I ended up helping those who were campaigning against the cull. I undertook a research project that helped get the cull stopped. I will not go into the details of the long saga here, but I do want to tell you that I am thrilled to have written a ‘comment’ piece for British Wildlife – in which I explore the history of the conflict and also try and tease out the lessons we might learn. How did we get the cull stopped? How did we end up with the two combative sides working together for the overall good of the biodiversity of these amazing islands? How can we reduce the chances of such a problem becoming a fight?

I interviewed key players in the story – from all sides of the debate. So I heard from the person now running the Uist Wader Research project up on the islands, from a senior academic who was highly critical of the proposals for the cull and from the rescuers and wildlife rehabilitators who got their hands dirty, looking after the hedgehogs.

I imagined that everyone would be saying the key issue was down to research – there needed to be more/better studies of the relationship between the reduction in breeding success of dunlin, ringed plover, snipe and redshank. And yes, there did need to be more/better work done (it is underway now thanks to the BTO). But what surprised me was the unanimity of opinion. The key lesson learnt was that communication is key. Many of the biggest contributions to the sense of hostility came from some very careless talk by people defending the cull.

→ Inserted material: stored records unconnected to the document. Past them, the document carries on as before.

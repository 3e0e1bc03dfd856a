//! clustersearch CLI entry point.

use clap::Parser;
use clustersearch::cli::args::{Cli, Commands};
use clustersearch::cli::output::Output;
use clustersearch::cli::{alert, reconcile, search, suggest, url};
use clustersearch::config::Config;
use clustersearch::error::{ExitCode as SearchExitCode, SearchError};
use std::process::ExitCode;

fn init_logging(verbose: u8) {
    let filter = match verbose {
        0 => "clustersearch=warn",
        1 => "clustersearch=debug",
        _ => "clustersearch=trace",
    };
    let env_filter = tracing_subscriber::EnvFilter::try_from_default_env()
        .unwrap_or_else(|_| tracing_subscriber::EnvFilter::new(filter));

    tracing_subscriber::fmt()
        .with_env_filter(env_filter)
        .with_writer(std::io::stderr)
        .with_target(false)
        .init();
}

fn main() -> ExitCode {
    let cli = Cli::parse();
    init_logging(cli.verbose);

    match run(&cli) {
        Ok(code) => ExitCode::from(code.code() as u8),
        Err(e) => {
            if !cli.quiet {
                eprintln!("Error: {}", e);
            }
            ExitCode::from(e.exit_code() as u8)
        }
    }
}

fn run(cli: &Cli) -> Result<SearchExitCode, SearchError> {
    let config = match &cli.config {
        Some(path) => Config::load_from(path)?,
        None => Config::load()?,
    };

    let output = Output::new(cli.output_format(), cli.quiet);

    match &cli.command {
        Commands::Compile(args) => search::compile_text(args, &output)?,
        Commands::Serialize(args) => search::serialize_query(args, &output)?,
        Commands::Detect(args) => search::detect_mode(args, &output)?,
        Commands::Complete(args) => search::complete(args, &output)?,
        Commands::Suggest(args) => suggest::run(args, &config.suggestions, &output)?,
        Commands::EncodeUrl(args) => url::encode_url(args, &output)?,
        Commands::DecodeUrl(args) => url::decode_url(args, &output)?,
        Commands::Reconcile(args) => reconcile::run(args, &config, &output)?,
        Commands::Alert(args) => alert::run(args, &output)?,
    }

    Ok(SearchExitCode::Success)
}
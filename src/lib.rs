//! # runweave
//!
//! Inline-style cascade and run flattening for HTML fragments handed to a
//! layout engine.
//!
//! ## Features
//!
//! - Parse inline `style` attributes into ordered declaration sets
//! - Resolve CSS lengths, colors, keywords and box/border shorthands
//! - Map declarations onto text styles and block container styles
//! - Cascade tag defaults and inline styles down the ancestor chain
//! - Flatten a line of markup into styled runs with list markers
//!
//! ## Quick Start
//!
//! ```
//! use runweave::{Document, LineRenderer, Recorder, TagStyleTable};
//!
//! let mut doc = Document::parse_html(
//!     r#"<ul><li style="color: #336699">Buy <b>milk</b> </li></ul>"#,
//! );
//! let li = doc.find_by_tag("li").unwrap();
//! let line: Vec<_> = doc.children(li).collect();
//!
//! let renderer = LineRenderer::new(TagStyleTable::html_defaults());
//! let (mut container, mut text) = (Recorder::new(), Recorder::new());
//! renderer.render_line(&mut doc, &line, &mut container, &mut text);
//!
//! assert_eq!(container.marker(), Some("•  "));
//! let runs: Vec<_> = text.runs().collect();
//! assert_eq!(runs[0].0, "Buy ");
//! assert_eq!(runs[1].0, "milk");
//! assert!(runs[1].1.bold);
//! ```
//!
//! ## Styling without rendering
//!
//! ```
//! use runweave::style::{StyleDeclarationSet, TypographicStyle};
//!
//! let decls = StyleDeclarationSet::parse("font-weight: bold; font-size: 12pt");
//! let style = TypographicStyle::default().with_declarations(&decls);
//! assert!(style.bold);
//! assert_eq!(style.font_size, Some(12.0));
//! ```

pub mod dom;
pub mod error;
pub mod render;
pub mod style;

pub use dom::{Document, NodeId};
pub use error::{Error, Result};
pub use render::{ContainerSink, LineRenderer, Recorder, RenderOptions, ResolvedRun, TextSink};
pub use style::{
    Cascade, CascadeOrder, ContainerStyle, StyleDeclarationSet, TagStyleTable, TypographicStyle,
};
//! List context of a line: the enclosing list item or block, and its marker.

use crate::dom::{Document, NodeId};

/// Elements that start a block of their own.
const BLOCK_TAGS: &[&str] = &[
    "p", "div", "h1", "h2", "h3", "h4", "h5", "h6", "li", "ul", "ol", "blockquote", "pre",
    "section", "article", "header", "footer", "nav", "aside", "main", "figure", "figcaption",
    "table", "tr", "td", "th", "dl", "dt", "dd", "address", "hr", "body", "html", "center",
];

/// True for block-level tags (ASCII case-insensitive).
pub fn is_block_tag(tag: &str) -> bool {
    BLOCK_TAGS.iter().any(|block| block.eq_ignore_ascii_case(tag))
}

/// True for `ul` and `ol`.
pub fn is_list_tag(tag: &str) -> bool {
    tag.eq_ignore_ascii_case("ul") || tag.eq_ignore_ascii_case("ol")
}

/// Marker shown in the lead column of a line.
#[derive(Debug, Clone, Copy, PartialEq, Eq, Hash, Default)]
pub enum ListMarker {
    #[default]
    None,
    Bullet,
    /// 1-based position in an ordered list.
    Ordinal(u32),
}

impl ListMarker {
    /// Lead column text: empty for `None`, `bullet` for `Bullet`, `"{n}. "`
    /// for an ordinal.
    pub fn prefix(&self, bullet: &str) -> String {
        match self {
            ListMarker::None => String::new(),
            ListMarker::Bullet => bullet.to_string(),
            ListMarker::Ordinal(n) => format!("{n}. "),
        }
    }
}

/// Where a line sits with respect to lists.
#[derive(Debug, Clone, Copy, PartialEq, Eq)]
pub struct ListContext {
    /// The enclosing `li`, or the nearest block when there is none.
    pub anchor: NodeId,
    pub marker: ListMarker,
    /// The anchor is a list container or sits inside one.
    pub in_list: bool,
}

impl ListContext {
    /// Resolve the list context of the line starting at `first`.
    ///
    /// Returns `None` when `first` has neither a list item nor a block among
    /// itself and its ancestors; such a line is not rendered.
    pub fn resolve(doc: &Document, first: NodeId) -> Option<ListContext> {
        let anchor = find_list_item(doc, first).or_else(|| nearest_block(doc, first))?;

        let marker = if doc.has_tag(anchor, "li") {
            list_item_marker(doc, anchor)
        } else {
            ListMarker::None
        };
        let in_list = doc
            .self_and_ancestors(anchor)
            .any(|id| doc.tag_name(id).is_some_and(is_list_tag));

        Some(ListContext {
            anchor,
            marker,
            in_list,
        })
    }

    /// A lead column is laid out for list markers and for any line inside a
    /// list container, even without a marker.
    pub fn needs_lead_column(&self) -> bool {
        self.marker != ListMarker::None || self.in_list
    }
}

/// Nearest `li` among `node` and its ancestors. A `ul` or `ol` reached first
/// ends the search.
fn find_list_item(doc: &Document, node: NodeId) -> Option<NodeId> {
    for id in doc.self_and_ancestors(node) {
        match doc.tag_name(id) {
            Some(tag) if is_list_tag(tag) => return None,
            Some("li") => return Some(id),
            _ => {}
        }
    }
    None
}

fn nearest_block(doc: &Document, node: NodeId) -> Option<NodeId> {
    doc.self_and_ancestors(node)
        .find(|&id| doc.tag_name(id).is_some_and(is_block_tag))
}

/// Marker of a list item, decided by its nearest list container.
fn list_item_marker(doc: &Document, item: NodeId) -> ListMarker {
    let list = doc
        .self_and_ancestors(item)
        .skip(1)
        .find(|&id| doc.tag_name(id).is_some_and(is_list_tag));

    let Some(list) = list else {
        return ListMarker::None;
    };
    if doc.has_tag(list, "ul") {
        return ListMarker::Bullet;
    }

    let position = match doc.parent(item) {
        Some(parent) => doc
            .children(parent)
            .take_while(|&id| id != item)
            .filter(|&id| doc.has_tag(id, "li"))
            .count() as i64,
        None => 0,
    };
    let start = doc
        .get_attr(list, "start")
        .and_then(|s| s.trim().parse::<i64>().ok())
        .unwrap_or(1);

    let ordinal = (start + position).clamp(1, i64::from(u32::MAX));
    ListMarker::Ordinal(ordinal as u32)
}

I conclude in the piece for British Wildlife:

‘I doubt that will be the end of such wildlife management sagas, but it is hoped that, in the future, when there is a such a problem, and there are people outside the management process who care intelligently and deeply about what is happening, they will be able to communicate their objections and will be listened to with respect.’

Wildlife management is packaged as an objective science – but this is a delusion instilled at an early stage (I did my MSc in Wildlife Management). Wildlife management is, at its heart, entirely subjective. Yes, there can and must be objective research underpinning decisions, but the truth is that the decision to manage wildlife is the subjective decision – from which else everything follows. Accept that and you are a large part of the way to communicating more clearly about often highly complicated and contentious stories.